Chianti vineyards, Riecine vineyard

I’ve always loved autumn – the smell of chestnuts and burning leaves filling up the crisp air, the sweet taste of mulled wine on my lips as I wrap myself up with a scarf, the sun shining through the leaves, lightening them up like an orange light bulb… This year, with Chianti right on my doorstep, I have even more reasons to enjoy autumn. And I’m not gonna lie, the delicious Chianti Classico is one of them!
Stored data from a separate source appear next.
//! String conversion utilities.

/// Converts an empty string to `None`, otherwise returns `Some(value)`.
///
/// Optional scenario metadata (author, date) is stored as an empty string
/// when unset, because the file format always writes the field.
///
/// # Examples
///
/// ```
/// use tactica_domain::common::none_if_empty;
///
/// assert_eq!(none_if_empty("editor"), Some("editor"));
/// assert_eq!(none_if_empty(""), None);
/// assert_eq!(none_if_empty(" "), Some(" ")); // Whitespace is not empty
/// ```
pub fn none_if_empty(value: &str) -> Option<&str> {
    if value.is_empty() {
        None
    } else {
        Some(value)
    }
}

/// Converts an optional string into the stored form, where `None` is empty.
///
/// # Examples
///
/// ```
/// use tactica_domain::common::empty_if_none;
///
/// assert_eq!(empty_if_none(Some("2024-01-01")), "2024-01-01");
/// assert_eq!(empty_if_none(None::<String>), "");
/// ```
pub fn empty_if_none(value: Option<impl Into<String>>) -> String {
    value.map(Into::into).unwrap_or_default()
}
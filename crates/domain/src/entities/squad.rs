//! Squad - a sub-unit of a team with an ordered movement path

use crate::value_objects::MovePoint;

/// A squad and the path it follows, start to end.
///
/// The path is a plain ordered sequence; how it is keyed in the file is the
/// codec's business.
#[derive(Debug, Clone, PartialEq, Default)]
pub struct Squad {
    move_points: Vec<MovePoint>,
    members: Vec<String>,
    marker_icon: Option<String>,
}

impl Squad {
    pub fn new() -> Self {
        Self::default()
    }

    /// A squad with the editor's starter path: three points along y = 100.
    pub fn with_default_path() -> Self {
        let move_points = (0..3)
            .map(|i| MovePoint::new(100.0 + f64::from(i) * 100.0, 100.0))
            .collect();
        Self {
            move_points,
            ..Self::default()
        }
    }

    /// Reconstruct from stored data
    pub fn from_parts(
        move_points: Vec<MovePoint>,
        members: Vec<String>,
        marker_icon: Option<String>,
    ) -> Self {
        Self {
            move_points,
            members,
            marker_icon,
        }
    }

    // Read-only accessors

    pub fn move_points(&self) -> &[MovePoint] {
        &self.move_points
    }

    /// Waypoint at `index`, or `None` past the end of the path.
    pub fn point(&self, index: usize) -> Option<&MovePoint> {
        self.move_points.get(index)
    }

    pub fn members(&self) -> &[String] {
        &self.members
    }

    pub fn marker_icon(&self) -> Option<&str> {
        self.marker_icon.as_deref()
    }

    // Builder-style methods

    pub fn with_points(mut self, points: impl IntoIterator<Item = MovePoint>) -> Self {
        self.move_points = points.into_iter().collect();
        self
    }

    pub fn with_members<S: Into<String>>(mut self, members: impl IntoIterator<Item = S>) -> Self {
        self.members = members.into_iter().map(Into::into).collect();
        self
    }

    pub fn with_marker_icon(mut self, icon: impl Into<String>) -> Self {
        self.marker_icon = Some(icon.into());
        self
    }

    // Mutation (editor)

    pub fn add_point(&mut self, point: MovePoint) {
        self.move_points.push(point);
    }

    pub fn point_mut(&mut self, index: usize) -> Option<&mut MovePoint> {
        self.move_points.get_mut(index)
    }

    pub fn remove_point(&mut self, index: usize) -> Option<MovePoint> {
        if index < self.move_points.len() {
            Some(self.move_points.remove(index))
        } else {
            None
        }
    }

    pub fn add_member(&mut self, name: impl Into<String>) {
        self.members.push(name.into());
    }

    pub fn set_marker_icon(&mut self, icon: Option<String>) {
        self.marker_icon = icon;
    }
}
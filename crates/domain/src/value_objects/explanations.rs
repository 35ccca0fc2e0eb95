//! Rationale text attached to each team.

use super::DistractorRank;

/// The three rationale strings shown to a trainee after a choice.
///
/// `right` is shown when this team is picked and it is the correct one.
/// `wrong_1`/`wrong_2` are shown when this team is picked but it is not.
/// Unset fields are empty strings, never absent.
#[derive(Debug, Clone, PartialEq, Eq, Default)]
pub struct Explanations {
    right: String,
    wrong_1: String,
    wrong_2: String,
}

impl Explanations {
    pub fn new(
        right: impl Into<String>,
        wrong_1: impl Into<String>,
        wrong_2: impl Into<String>,
    ) -> Self {
        Self {
            right: right.into(),
            wrong_1: wrong_1.into(),
            wrong_2: wrong_2.into(),
        }
    }

    pub fn right(&self) -> &str {
        &self.right
    }

    pub fn wrong_1(&self) -> &str {
        &self.wrong_1
    }

    pub fn wrong_2(&self) -> &str {
        &self.wrong_2
    }

    pub fn set_right(&mut self, text: impl Into<String>) {
        self.right = text.into();
    }

    pub fn set_wrong_1(&mut self, text: impl Into<String>) {
        self.wrong_1 = text.into();
    }

    pub fn set_wrong_2(&mut self, text: impl Into<String>) {
        self.wrong_2 = text.into();
    }

    /// Rationale for picking this team when it is the given distractor.
    ///
    /// Only two wrong-choice texts exist, so every distractor after the
    /// first shares `wrong_2`.
    pub fn for_distractor(&self, rank: DistractorRank) -> &str {
        if rank.is_first() {
            &self.wrong_1
        } else {
            &self.wrong_2
        }
    }

    /// True when no rationale has been written yet.
    pub fn is_blank(&self) -> bool {
        self.right.is_empty() && self.wrong_1.is_empty() && self.wrong_2.is_empty()
    }
}

#[cfg(test)]
mod tests {
    use super::*;

    #[test]
    fn default_is_blank() {
        assert!(Explanations::default().is_blank());
    }

    #[test]
    fn distractor_rank_selects_text() {
        let exp = Explanations::new("flank", "too slow", "exposed");
        assert_eq!(exp.for_distractor(DistractorRank::new(0)), "too slow");
        assert_eq!(exp.for_distractor(DistractorRank::new(1)), "exposed");
        assert_eq!(exp.for_distractor(DistractorRank::new(5)), "exposed");
    }

    #[test]
    fn setters_replace_text() {
        let mut exp = Explanations::default();
        exp.set_right("hold the ridge");
        exp.set_wrong_2("no cover");
        assert_eq!(exp.right(), "hold the ridge");
        assert_eq!(exp.wrong_1(), "");
        assert_eq!(exp.wrong_2(), "no cover");
        assert!(!exp.is_blank());
    }
}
The narrow road was twisting and turning as I was slowly passing Greve. A lot has changed since I visited Chianti in September – the gentle curves of the Tuscan hills were now speckled with red and yellow trees, their leaves swirling down whenever the wind blew. The olives were round and tender, almost ready to be picked.  With the grape harvest almost over, most vines were empty again. October is the busiest season at the wineries because this is when the wine production begins – which makes it the perfect time to visit! My plan for the day was to visit Riecine and Villa Vignamaggio, two very different but equally wonderful wineries.

Riecine

I reached Riecine just as the freshly picked grapes arrived, ready to be crushed and fermented – the whole place was bustling and smelled of grape juice. Owned by an Englishman Sean O’Callaghan since 1992, Riecine wine estate has a very modern feel to it – and I don’t just mean the stylish, minimalist décor of the  cantina, but also their experimental approach to winemaking which has already won Riecine a few awards. Their Chianti Classico is made from 100% Sangiovese grapes and tastes wonderful. My favourite, however, was the more delicate and refreshing rose – sipping it from a terrace overlooking the vineyard definitely added to the flavour!

Now onto my favourite part of the visit…

Chianti vineyards, Riecine vineyardChianti grape harvest, Tuscany

Grape stomping! Riecine is one of very few wineries where grapes are still crushed manually. The winemaker believes that gently crushing the fruit instead of doing it mechanically prevents the grape seeds from smashing and hence helps preserve the naturally sweet flavour.  It’s also more fun, too!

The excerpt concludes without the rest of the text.